Five years younger than Lisa in Carol Matas' Lisa's War (1989), Annemarie Johansen has, at 10, known three years of Nazi occupation. Though ever cautious and fearful of the ubiquitous soldiers, she is largely unaware of the extent of the danger around her; the Resistance kept even its participants safer by telling them as little as possible, and Annemarie has never been told that her older sister Lise died in its service. When the Germans plan to round up the Jews, the Johansens take in Annemarie's friend, Ellen Rosen, and pretend she is their daughter; later, they travel to Uncle Hendrik's house on the coast, where the Rosens and other Jews are transported by fishing boat to Sweden.

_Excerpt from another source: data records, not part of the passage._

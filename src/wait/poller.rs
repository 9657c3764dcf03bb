//! # Convergence poller.
//!
//! Every "wait until X" in the controller funnels through [`Poller::converge`]:
//!
//! ```text
//! start ──► sample(op) ──► accept(value)? ──yes──► Ok(value)
//!             ▲     │           │no
//!             │     └─err───────┤ (remember last value / last error)
//!             │                 ▼
//!             └──── sleep(pacing) ◄── deadline left?  ──no──► Err(Timeout)
//! ```
//!
//! ## Rules
//! - The first sample runs immediately, with no leading sleep.
//! - Each sample is bounded by the remaining deadline; a sample that hangs past it
//!   counts as the final sample.
//! - Errors from `op` never abort the loop; they only become the "last error".
//! - On timeout the caller gets the last observed value and the last error, so the
//!   message can say what was seen instead of a bare "timed out".

use std::fmt;
use std::future::Future;
use std::time::Duration;

use tokio::time::{self, Instant};

use super::pacing::Pacing;

/// Deadline reached before the condition held.
#[derive(Debug)]
pub struct Timeout<T, E> {
    /// Time spent polling.
    pub waited: Duration,
    /// Last value `op` returned, if it ever succeeded.
    pub last_value: Option<T>,
    /// Last error `op` returned, if it ever failed.
    pub last_error: Option<E>,
}

impl<T, E> Timeout<T, E> {
    /// Drops the value half, keeping the last error.
    pub fn into_last_error(self) -> Option<E> {
        self.last_error
    }
}

impl<T: fmt::Debug, E: fmt::Display> fmt::Display for Timeout<T, E> {
    fn fmt(&self, f: &mut fmt::Formatter<'_>) -> fmt::Result {
        write!(f, "condition not met after {:?}", self.waited)?;
        if let Some(value) = &self.last_value {
            write!(f, "; last value: {value:?}")?;
        }
        if let Some(err) = &self.last_error {
            write!(f, "; last error: {err}")?;
        }
        Ok(())
    }
}

impl<T: fmt::Debug, E: fmt::Debug + fmt::Display> std::error::Error for Timeout<T, E> {}

/// Repeats an operation until it converges or a deadline passes.
#[derive(Clone, Copy, Debug)]
pub struct Poller {
    pacing: Pacing,
    timeout: Duration,
}

impl Poller {
    /// Fixed `interval` between samples, giving up after `timeout`.
    pub fn new(interval: Duration, timeout: Duration) -> Self {
        Self {
            pacing: Pacing::constant(interval),
            timeout,
        }
    }

    pub fn with_pacing(pacing: Pacing, timeout: Duration) -> Self {
        Self { pacing, timeout }
    }

    pub fn timeout(&self) -> Duration {
        self.timeout
    }

    /// Samples `op` until `accept` holds for a returned value.
    pub async fn converge<T, E, F, Fut, A>(&self, mut op: F, mut accept: A) -> Result<T, Timeout<T, E>>
    where
        F: FnMut() -> Fut,
        Fut: Future<Output = Result<T, E>>,
        A: FnMut(&T) -> bool,
    {
        let started = Instant::now();
        let deadline = started + self.timeout;
        let mut last_value = None;
        let mut last_error = None;
        let mut attempt: u32 = 0;

        loop {
            match time::timeout_at(deadline, op()).await {
                Ok(Ok(value)) => {
                    if accept(&value) {
                        return Ok(value);
                    }
                    last_value = Some(value);
                }
                Ok(Err(err)) => last_error = Some(err),
                Err(_) => break,
            }

            let now = Instant::now();
            if now >= deadline {
                break;
            }
            let pause = self.pacing.next(attempt).min(deadline - now);
            attempt = attempt.saturating_add(1);
            time::sleep(pause).await;
        }

        Err(Timeout {
            waited: started.elapsed(),
            last_value,
            last_error,
        })
    }

    /// Samples `op` until it returns `Ok`.
    pub async fn no_error<T, E, F, Fut>(&self, op: F) -> Result<T, Timeout<T, E>>
    where
        F: FnMut() -> Fut,
        Fut: Future<Output = Result<T, E>>,
    {
        self.converge(op, |_| true).await
    }

    /// Samples an infallible predicate until it returns `true`.
    pub async fn predicate<F, Fut>(&self, mut check: F) -> Result<(), Timeout<bool, std::convert::Infallible>>
    where
        F: FnMut() -> Fut,
        Fut: Future<Output = bool>,
    {
        self.converge(
            || {
                let fut = check();
                async move { Ok(fut.await) }
            },
            |ok| *ok,
        )
        .await
        .map(|_| ())
    }
}

#[cfg(test)]
mod tests {
    use super::*;
    use std::cell::Cell;
    use std::sync::atomic::{AtomicU32, Ordering};

    #[tokio::test(start_paused = true)]
    async fn test_first_sample_is_immediate() {
        let poller = Poller::new(Duration::from_secs(5), Duration::from_secs(60));
        let started = Instant::now();
        let v: Result<u32, Timeout<u32, String>> = poller.no_error(|| async { Ok(7) }).await;
        assert_eq!(v.unwrap(), 7);
        assert_eq!(started.elapsed(), Duration::ZERO);
    }

    #[tokio::test(start_paused = true)]
    async fn test_converges_after_transient_errors() {
        let calls = AtomicU32::new(0);
        let poller = Poller::new(Duration::from_millis(20), Duration::from_secs(1));
        let out = poller
            .no_error(|| {
                let n = calls.fetch_add(1, Ordering::SeqCst);
                async move {
                    if n < 3 {
                        Err(format!("refused #{n}"))
                    } else {
                        Ok(n)
                    }
                }
            })
            .await;
        assert_eq!(out.unwrap(), 3);
        assert_eq!(calls.load(Ordering::SeqCst), 4);
    }

    #[tokio::test(start_paused = true)]
    async fn test_timeout_reports_last_value_and_error() {
        let n = Cell::new(0u32);
        let poller = Poller::new(Duration::from_millis(20), Duration::from_millis(100));
        let err = poller
            .converge(
                || {
                    let i = n.get();
                    n.set(i + 1);
                    async move { if i % 2 == 0 { Ok(i) } else { Err("odd") } }
                },
                |v| *v > 1_000,
            )
            .await
            .unwrap_err();

        assert!(err.last_value.is_some());
        assert_eq!(err.last_error, Some("odd"));
        assert!(err.waited >= Duration::from_millis(100));
        assert!(err.to_string().contains("last error: odd"));
    }

    #[tokio::test(start_paused = true)]
    async fn test_hanging_sample_is_bounded_by_deadline() {
        let poller = Poller::new(Duration::from_millis(20), Duration::from_millis(50));
        let started = Instant::now();
        let err = poller
            .no_error(|| async {
                std::future::pending::<()>().await;
                Ok::<(), String>(())
            })
            .await
            .unwrap_err();
        assert!(err.last_error.is_none());
        let waited = started.elapsed();
        assert!(waited >= Duration::from_millis(50) && waited < Duration::from_millis(60));
    }

    #[tokio::test(start_paused = true)]
    async fn test_geometric_pacing_backs_off_to_cap() {
        let calls = AtomicU32::new(0);
        let pacing = Pacing {
            first: Duration::from_millis(10),
            max: Duration::from_millis(40),
            factor: 2.0,
        };
        let poller = Poller::with_pacing(pacing, Duration::from_secs(1));
        let started = Instant::now();
        let out = poller
            .no_error(|| {
                let n = calls.fetch_add(1, Ordering::SeqCst);
                async move { if n < 4 { Err("refused") } else { Ok(n) } }
            })
            .await;
        assert_eq!(out.unwrap(), 4);
        // 10 + 20 + 40 + 40
        assert_eq!(started.elapsed(), Duration::from_millis(110));
    }

    #[tokio::test(start_paused = true)]
    async fn test_predicate() {
        let n = Cell::new(0u32);
        let poller = Poller::new(Duration::from_millis(10), Duration::from_secs(1));
        poller
            .predicate(|| {
                n.set(n.get() + 1);
                let done = n.get() >= 5;
                async move { done }
            })
            .await
            .unwrap();
        assert_eq!(n.get(), 5);
    }
}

Apart from Lise's offstage death, there is little violence here; like Annemarie, the reader is protected from the full implications of events—but will be caught up in the suspense and menace of several encounters with soldiers and in Annemarie's courageous run as courier on the night of the escape. The book concludes with the Jews' return, after the war, to homes well kept for them by their neighbors.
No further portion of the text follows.